Mobbing, Grenzverletzungen und Krisen - Intervenieren, Gespräche führen, Sicherheit schaffen

Führungskräfte stehen im Spannungsfeld zwischen Fürsorgepflicht, Teamdynamik und Handlungsdruck, wenn Konflikte eskalieren oder Grenzverletzungen gemeldet werden. Dieses zweitägige Intensivtraining vermittelt fachliche Einordnungskompetenz, trainiert strukturierte Gesprächsführung in praxisnahen Übungsformaten und erarbeitet praxistaugliche Standards für den Umgang mit Konflikten, Grenzverletzungen und interpersonaler Gewalt.

Vor Ort Weiter: 1. Januar 2099 German Schulungs-ID: 191389010

Schulungsübersicht

Ihre Lernziele

Tag 1 – Grundlagen, Dynamiken und Führungsrolle:

  • Abgrenzung: Konflikt, Grenzverletzung und Gewalt – fachliche Einordnung und Grauzonen
  • Mobbing, Bossing und Staffing: differenzierte Bewertung
  • Eskalationsdynamiken und Frühwarnsignale (früh / mittel / akut)
  • Rechtliche Orientierung (kompakt): Fürsorgepflicht, Arbeitsschutz, Dokumentation
  • Führungsrolle und Spannungsfelder: Nähe/Distanz, Macht/Verantwortung, Loyalität/Schutz
  • Selbstverständnis als Führungskraft im Umgang mit Konflikten und Krisen

Tag 2 – Handlungssicherheit, Gesprächsführung und Standards:

  • Situationen richtig einschätzen: Wie dringend ist es, was braucht Schutz, was sind die nächsten Schritte?
  • Fallarbeit an anonymisierten Praxisbeispielen: Einordnen, priorisieren, entscheiden
  • Gesprächsführung mit betroffenen und meldenden Personen: Struktur, Sicherheit, Verbindlichkeit
  • Gesprächsführung mit beschuldigten Personen: Fairness, Klarheit, Deeskalation
  • Schwierige Gesprächssituationen trainieren: Umgang mit Abwehr, Bagatellisierung und Gegenangriff
  • Grundlagen der Krisenintervention: Schutzmaßnahmen, Dokumentation, Eskalationswege
  • Erarbeitung gemeinsamer Standards und Leitplanken für die eigene Organisation

Für wen diese Schulung ist

Führungskräfte aller Ebenen, Personalverantwortliche, HR-Business-Partner, Betriebs- und Personalräte, Mitglieder von Krisenteams, Ansprechpersonen für Beschwerdemanagement und Gewaltschutz, Compliance-Verantwortliche. Besonders geeignet für bestehende Führungsteams, die ein gemeinsames Vorgehen entwickeln wollen.

Über diese Schulung

Wenn Führungskräfte mit Konflikten, Grenzverletzungen oder Gewaltvorwürfen am Arbeitsplatz konfrontiert werden, fehlt es oft nicht am guten Willen, sondern an fachlicher Einordnung, klarer Gesprächsführung und einem verlässlichen Handlungsrahmen. Die Konsequenzen sind gravierend: Betroffene fühlen sich im Stich gelassen, Beschuldigte werden ohne Verfahren verurteilt oder geschont, Teams spalten sich und die Organisation verliert Handlungsfähigkeit.

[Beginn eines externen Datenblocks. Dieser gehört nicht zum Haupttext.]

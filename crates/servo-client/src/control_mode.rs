//! 控制模式状态
//!
//! 活动参数集存放在 `ArcSwap` 中：读方总是拿到一个完整的快照，
//! 控制器永远不会看到写了一半的参数集。
//!
//! 运行中的更新先写入 `pending`，由下一次 `synchronize()` 取走并随周期请求下发。

use crate::error::{Result, StreamError};
use crate::state::{AtomicSessionLifecycle, SessionLifecycle};
use arc_swap::{ArcSwap, ArcSwapOption};
use parking_lot::Mutex;
use servo_protocol::ControlModeParameters;
use std::sync::Arc;
use tracing::debug;

/// 控制模式状态
#[derive(Debug)]
pub struct ControlModeState {
    lifecycle: Arc<AtomicSessionLifecycle>,
    axis_count: usize,
    current: ArcSwap<ControlModeParameters>,
    pending: ArcSwapOption<ControlModeParameters>,
    /// 串行化写方（activate / update）
    write_gate: Mutex<()>,
}

impl ControlModeState {
    pub(crate) fn new(lifecycle: Arc<AtomicSessionLifecycle>, axis_count: usize) -> Self {
        Self {
            lifecycle,
            axis_count,
            current: ArcSwap::from_pointee(ControlModeParameters::PositionOnly),
            pending: ArcSwapOption::empty(),
            write_gate: Mutex::new(()),
        }
    }

    /// 设定基线参数
    ///
    /// 仅在会话为 Created 或 Commanded 时合法。
    /// 会话一旦交给运行时（Commanded），通道已按当前控制律打开，
    /// 此时只能调整参数、不能切换控制律，新基线随下一个周期下发。
    ///
    /// 结构校验（含阻抗参数维度）只在这里和 `update()` 中进行，
    /// 力矩模型校验在 `begin()` 打开通道后执行一次。
    pub fn activate(&self, params: ControlModeParameters) -> Result<()> {
        let _guard = self.write_gate.lock();
        let lifecycle = self.lifecycle.get();
        match lifecycle {
            SessionLifecycle::Created => {
                params.validate(self.axis_count)?;
                self.current.store(Arc::new(params));
            },
            SessionLifecycle::Commanded => {
                params.validate(self.axis_count)?;
                self.current.load().check_same_kind(&params)?;
                let params = Arc::new(params);
                self.current.store(params.clone());
                self.pending.store(Some(params));
            },
            other => return Err(StreamError::invalid_state("activate", other)),
        }
        debug!("Control mode baseline set: {}", self.current.load().kind());
        Ok(())
    }

    /// 运行中更新参数
    ///
    /// 仅在会话为 Governing 时合法；校验失败时 `current()` 保持原值。
    pub fn update(&self, params: ControlModeParameters) -> Result<()> {
        let _guard = self.write_gate.lock();
        let lifecycle = self.lifecycle.get();
        if lifecycle != SessionLifecycle::Governing {
            return Err(StreamError::invalid_state("update", lifecycle));
        }

        params.validate(self.axis_count)?;
        self.current.load().check_same_kind(&params)?;

        let params = Arc::new(params);
        self.current.store(params.clone());
        self.pending.store(Some(params));
        debug!("Control mode update queued for next cycle");
        Ok(())
    }

    /// 当前参数快照
    pub fn current(&self) -> Arc<ControlModeParameters> {
        self.current.load_full()
    }

    /// 是否有尚未下发的更新
    pub fn has_pending(&self) -> bool {
        self.pending.load().is_some()
    }

    /// 取走待下发的更新（由 `synchronize()` 调用）
    pub(crate) fn take_pending(&self) -> Option<Arc<ControlModeParameters>> {
        self.pending.swap(None)
    }
}

#[cfg(test)]
mod tests {
    use super::*;
    use servo_protocol::{ImpedanceParameters, ProtocolError};

    fn state_with(lifecycle: SessionLifecycle) -> (Arc<AtomicSessionLifecycle>, ControlModeState) {
        let lifecycle = Arc::new(AtomicSessionLifecycle::new(lifecycle));
        let state = ControlModeState::new(lifecycle.clone(), 7);
        (lifecycle, state)
    }

    #[test]
    fn test_default_is_position_only() {
        let (_, state) = state_with(SessionLifecycle::Created);
        assert_eq!(*state.current(), ControlModeParameters::PositionOnly);
        assert!(!state.has_pending());
    }

    #[test]
    fn test_activate_in_created() {
        let (_, state) = state_with(SessionLifecycle::Created);
        let params = ControlModeParameters::from(ImpedanceParameters::cartesian(1000.0, 100.0));
        state.activate(params.clone()).unwrap();
        assert_eq!(*state.current(), params);
        // 基线随打开请求下发，不进入待下发队列
        assert!(!state.has_pending());
    }

    #[test]
    fn test_activate_in_commanded_keeps_kind() {
        let (lifecycle, state) = state_with(SessionLifecycle::Created);
        state
            .activate(ImpedanceParameters::cartesian(1000.0, 100.0).into())
            .unwrap();
        lifecycle.set(SessionLifecycle::Commanded);

        state
            .activate(ImpedanceParameters::cartesian(500.0, 50.0).into())
            .unwrap();
        assert!(state.has_pending());

        let err = state.activate(ControlModeParameters::PositionOnly).unwrap_err();
        assert!(matches!(
            err,
            StreamError::Validation(ProtocolError::ControlModeKindChanged { .. })
        ));
    }

    #[test]
    fn test_activate_rejected_after_governing() {
        let (_, state) = state_with(SessionLifecycle::Governing);
        let err = state.activate(ControlModeParameters::PositionOnly).unwrap_err();
        assert!(matches!(err, StreamError::InvalidState { operation: "activate", .. }));
    }

    #[test]
    fn test_update_requires_governing() {
        for lifecycle in [
            SessionLifecycle::Created,
            SessionLifecycle::Commanded,
            SessionLifecycle::Superseded,
            SessionLifecycle::Stopped,
        ] {
            let (_, state) = state_with(lifecycle);
            let err = state.update(ControlModeParameters::PositionOnly).unwrap_err();
            assert!(
                matches!(err, StreamError::InvalidState { operation: "update", .. }),
                "{:?}",
                lifecycle
            );
        }
    }

    #[test]
    fn test_update_queues_and_swaps() {
        let (lifecycle, state) = state_with(SessionLifecycle::Created);
        state
            .activate(ImpedanceParameters::cartesian(1000.0, 100.0).into())
            .unwrap();
        lifecycle.set(SessionLifecycle::Governing);

        let next = ControlModeParameters::from(ImpedanceParameters::cartesian(300.0, 100.0));
        state.update(next.clone()).unwrap();
        assert_eq!(*state.current(), next);

        let pending = state.take_pending().unwrap();
        assert_eq!(*pending, next);
        assert!(state.take_pending().is_none());
    }

    #[test]
    fn test_invalid_update_keeps_current() {
        let (lifecycle, state) = state_with(SessionLifecycle::Created);
        let baseline = ControlModeParameters::from(ImpedanceParameters::cartesian(1000.0, 100.0));
        state.activate(baseline.clone()).unwrap();
        lifecycle.set(SessionLifecycle::Governing);

        let negative =
            ImpedanceParameters::cartesian(1000.0, 100.0).with_translational_stiffness(-5.0);
        let err = state.update(negative.into()).unwrap_err();
        assert!(matches!(
            err,
            StreamError::Validation(ProtocolError::NegativeValue { field: "stiffness", .. })
        ));
        assert_eq!(*state.current(), baseline);
        assert!(!state.has_pending());

        // 不允许切换控制律
        let err = state.update(ControlModeParameters::PositionOnly).unwrap_err();
        assert!(matches!(
            err,
            StreamError::Validation(ProtocolError::ControlModeKindChanged { .. })
        ));
        assert_eq!(*state.current(), baseline);
    }

    #[test]
    fn test_joint_impedance_dimension_checked() {
        let (_, state) = state_with(SessionLifecycle::Created);
        let err = state
            .activate(ImpedanceParameters::joint([100.0; 6]).into())
            .unwrap_err();
        assert!(matches!(
            err,
            StreamError::Validation(ProtocolError::DimensionMismatch {
                expected: 7,
                actual: 6,
                ..
            })
        ));
    }
}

Tag 1 legt die fachliche Grundlage: Die Teilnehmenden lernen, Konflikte, Grenzverletzungen und Gewalt voneinander abzugrenzen, Eskalationsdynamiken einzuschätzen und Frühwarnsignale zu erkennen. Sie reflektieren ihre eigene Führungsrolle im Spannungsfeld von Nähe und Distanz, Loyalität und Schutz, Handlungspflicht und Verhältnismäßigkeit.

Tag 2 fokussiert auf die praktische Anwendung: In strukturierten Übungsformaten trainieren die Teilnehmenden Erstgespräche mit betroffenen und meldenden Personen sowie Gespräche mit beschuldigten Personen – fair, klar und deeskalierend.

Sie üben den Umgang mit typischen Gesprächshürden wie Abwehr, Gegenangriff oder Bagatellisierung. Abschließend erarbeiten sie gemeinsame Standards und Leitplanken für den Umgang mit Konflikten und Grenzverletzungen in ihrer Organisation.

Das Seminar kann als zusammenhängender Zweitagesblock oder als zwei aufeinander aufbauende Einzeltage gebucht werden.